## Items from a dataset
↓

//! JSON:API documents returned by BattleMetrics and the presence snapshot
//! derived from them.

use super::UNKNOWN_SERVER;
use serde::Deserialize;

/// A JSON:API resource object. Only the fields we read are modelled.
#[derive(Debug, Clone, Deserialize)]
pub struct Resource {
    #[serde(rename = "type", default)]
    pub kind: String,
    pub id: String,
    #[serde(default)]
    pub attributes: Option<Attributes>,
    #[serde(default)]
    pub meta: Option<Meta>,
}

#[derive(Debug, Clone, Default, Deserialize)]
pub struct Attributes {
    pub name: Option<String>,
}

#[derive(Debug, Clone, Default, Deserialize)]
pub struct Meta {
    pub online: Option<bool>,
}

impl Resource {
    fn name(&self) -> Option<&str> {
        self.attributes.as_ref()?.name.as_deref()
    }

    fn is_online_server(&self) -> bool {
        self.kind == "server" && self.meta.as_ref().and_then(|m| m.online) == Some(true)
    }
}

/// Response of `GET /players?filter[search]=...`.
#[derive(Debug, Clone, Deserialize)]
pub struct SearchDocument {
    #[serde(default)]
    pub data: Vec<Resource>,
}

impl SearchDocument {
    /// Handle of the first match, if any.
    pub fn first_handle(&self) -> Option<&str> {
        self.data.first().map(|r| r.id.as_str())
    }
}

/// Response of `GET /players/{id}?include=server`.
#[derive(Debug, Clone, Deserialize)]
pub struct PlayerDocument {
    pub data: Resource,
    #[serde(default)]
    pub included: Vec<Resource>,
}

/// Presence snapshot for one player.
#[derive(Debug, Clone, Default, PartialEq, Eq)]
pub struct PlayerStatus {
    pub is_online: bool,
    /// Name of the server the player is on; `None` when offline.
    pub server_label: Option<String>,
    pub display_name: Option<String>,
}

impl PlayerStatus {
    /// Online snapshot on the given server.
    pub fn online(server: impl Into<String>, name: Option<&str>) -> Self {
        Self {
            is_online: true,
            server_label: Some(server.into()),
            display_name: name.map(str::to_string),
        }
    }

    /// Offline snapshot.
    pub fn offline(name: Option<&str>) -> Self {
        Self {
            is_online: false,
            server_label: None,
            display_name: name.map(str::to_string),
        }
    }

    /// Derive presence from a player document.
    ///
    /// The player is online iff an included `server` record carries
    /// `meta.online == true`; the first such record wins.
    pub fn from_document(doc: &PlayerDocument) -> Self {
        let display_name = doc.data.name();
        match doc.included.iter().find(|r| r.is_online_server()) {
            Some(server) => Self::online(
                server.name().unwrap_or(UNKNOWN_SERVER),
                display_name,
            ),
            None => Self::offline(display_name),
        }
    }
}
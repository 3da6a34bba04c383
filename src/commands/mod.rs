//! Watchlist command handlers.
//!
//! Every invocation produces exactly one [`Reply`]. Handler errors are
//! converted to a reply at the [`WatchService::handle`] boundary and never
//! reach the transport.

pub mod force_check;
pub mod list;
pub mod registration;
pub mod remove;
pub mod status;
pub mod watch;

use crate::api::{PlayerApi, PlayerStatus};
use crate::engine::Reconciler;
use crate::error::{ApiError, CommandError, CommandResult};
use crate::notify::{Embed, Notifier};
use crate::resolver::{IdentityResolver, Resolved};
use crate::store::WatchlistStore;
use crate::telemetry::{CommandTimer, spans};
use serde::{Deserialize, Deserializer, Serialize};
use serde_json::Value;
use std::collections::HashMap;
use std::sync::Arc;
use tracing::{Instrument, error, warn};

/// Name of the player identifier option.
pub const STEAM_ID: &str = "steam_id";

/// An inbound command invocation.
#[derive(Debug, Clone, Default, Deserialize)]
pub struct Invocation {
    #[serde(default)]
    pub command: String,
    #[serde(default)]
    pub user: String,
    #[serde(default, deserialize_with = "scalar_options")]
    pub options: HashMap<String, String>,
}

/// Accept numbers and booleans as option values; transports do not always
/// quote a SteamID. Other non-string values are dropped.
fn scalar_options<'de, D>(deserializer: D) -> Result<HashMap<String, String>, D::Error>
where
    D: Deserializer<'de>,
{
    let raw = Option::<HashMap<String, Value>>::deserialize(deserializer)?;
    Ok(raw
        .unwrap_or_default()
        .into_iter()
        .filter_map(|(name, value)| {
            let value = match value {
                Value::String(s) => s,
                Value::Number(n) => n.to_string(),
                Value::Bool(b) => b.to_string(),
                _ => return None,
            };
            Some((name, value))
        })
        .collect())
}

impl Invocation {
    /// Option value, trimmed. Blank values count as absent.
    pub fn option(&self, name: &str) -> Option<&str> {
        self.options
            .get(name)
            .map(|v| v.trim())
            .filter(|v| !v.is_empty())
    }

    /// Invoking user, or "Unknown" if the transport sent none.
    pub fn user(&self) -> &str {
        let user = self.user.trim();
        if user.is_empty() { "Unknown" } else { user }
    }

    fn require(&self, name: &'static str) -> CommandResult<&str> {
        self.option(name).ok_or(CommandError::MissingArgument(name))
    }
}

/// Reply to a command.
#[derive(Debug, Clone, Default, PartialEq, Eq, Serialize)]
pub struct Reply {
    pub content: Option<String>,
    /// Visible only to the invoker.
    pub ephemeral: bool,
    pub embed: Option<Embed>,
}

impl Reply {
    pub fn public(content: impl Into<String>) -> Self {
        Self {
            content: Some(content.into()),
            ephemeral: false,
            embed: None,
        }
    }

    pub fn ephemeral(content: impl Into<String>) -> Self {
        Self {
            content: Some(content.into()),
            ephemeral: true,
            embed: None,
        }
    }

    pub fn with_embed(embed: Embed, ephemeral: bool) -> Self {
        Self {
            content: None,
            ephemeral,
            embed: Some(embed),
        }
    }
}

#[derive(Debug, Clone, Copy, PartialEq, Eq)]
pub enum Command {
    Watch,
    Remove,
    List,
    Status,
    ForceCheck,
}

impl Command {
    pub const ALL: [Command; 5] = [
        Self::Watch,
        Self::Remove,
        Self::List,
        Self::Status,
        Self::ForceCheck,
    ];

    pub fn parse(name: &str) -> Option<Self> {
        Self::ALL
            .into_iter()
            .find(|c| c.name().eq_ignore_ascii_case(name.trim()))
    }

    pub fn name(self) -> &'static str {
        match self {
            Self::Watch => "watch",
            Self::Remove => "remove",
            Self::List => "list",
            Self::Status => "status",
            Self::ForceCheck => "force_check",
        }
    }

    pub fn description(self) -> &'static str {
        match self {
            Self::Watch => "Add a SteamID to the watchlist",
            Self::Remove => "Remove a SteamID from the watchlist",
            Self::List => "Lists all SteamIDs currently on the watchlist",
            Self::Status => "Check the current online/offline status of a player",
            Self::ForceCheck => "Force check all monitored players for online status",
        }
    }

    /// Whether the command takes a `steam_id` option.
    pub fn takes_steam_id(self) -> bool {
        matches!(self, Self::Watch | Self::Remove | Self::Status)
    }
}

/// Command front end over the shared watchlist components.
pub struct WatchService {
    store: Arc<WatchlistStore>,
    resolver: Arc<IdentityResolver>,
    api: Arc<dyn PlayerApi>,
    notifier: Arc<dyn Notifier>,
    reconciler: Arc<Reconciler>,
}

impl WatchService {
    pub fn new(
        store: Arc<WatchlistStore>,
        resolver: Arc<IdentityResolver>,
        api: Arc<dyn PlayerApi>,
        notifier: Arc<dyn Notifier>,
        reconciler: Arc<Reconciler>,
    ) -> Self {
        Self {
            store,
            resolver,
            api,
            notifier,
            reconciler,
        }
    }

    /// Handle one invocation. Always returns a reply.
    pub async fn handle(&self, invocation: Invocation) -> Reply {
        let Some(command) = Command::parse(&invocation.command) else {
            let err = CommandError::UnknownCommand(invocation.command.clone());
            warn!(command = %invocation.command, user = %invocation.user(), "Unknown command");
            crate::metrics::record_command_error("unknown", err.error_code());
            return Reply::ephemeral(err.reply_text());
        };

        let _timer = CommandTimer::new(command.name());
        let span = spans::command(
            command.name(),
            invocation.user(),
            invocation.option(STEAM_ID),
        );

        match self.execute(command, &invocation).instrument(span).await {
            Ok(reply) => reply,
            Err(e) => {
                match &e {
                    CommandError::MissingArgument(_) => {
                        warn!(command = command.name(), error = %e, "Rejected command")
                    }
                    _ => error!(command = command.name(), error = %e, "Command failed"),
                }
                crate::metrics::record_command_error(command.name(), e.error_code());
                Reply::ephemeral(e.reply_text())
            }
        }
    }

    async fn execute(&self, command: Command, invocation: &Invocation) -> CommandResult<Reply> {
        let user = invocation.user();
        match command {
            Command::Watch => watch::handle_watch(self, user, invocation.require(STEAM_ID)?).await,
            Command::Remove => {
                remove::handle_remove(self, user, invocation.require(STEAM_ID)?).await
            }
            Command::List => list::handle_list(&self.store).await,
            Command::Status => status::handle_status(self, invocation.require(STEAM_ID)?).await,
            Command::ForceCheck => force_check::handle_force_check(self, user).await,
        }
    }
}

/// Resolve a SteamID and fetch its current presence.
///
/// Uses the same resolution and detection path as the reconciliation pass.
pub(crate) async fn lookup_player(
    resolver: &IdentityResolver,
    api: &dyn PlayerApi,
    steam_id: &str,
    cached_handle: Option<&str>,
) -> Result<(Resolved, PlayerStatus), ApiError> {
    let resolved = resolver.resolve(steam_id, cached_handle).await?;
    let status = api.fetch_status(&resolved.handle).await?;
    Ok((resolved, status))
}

↑

## Problem statement
Produce the number of lines in the data containing the string "impl", with nothing added.

## Output for this task
10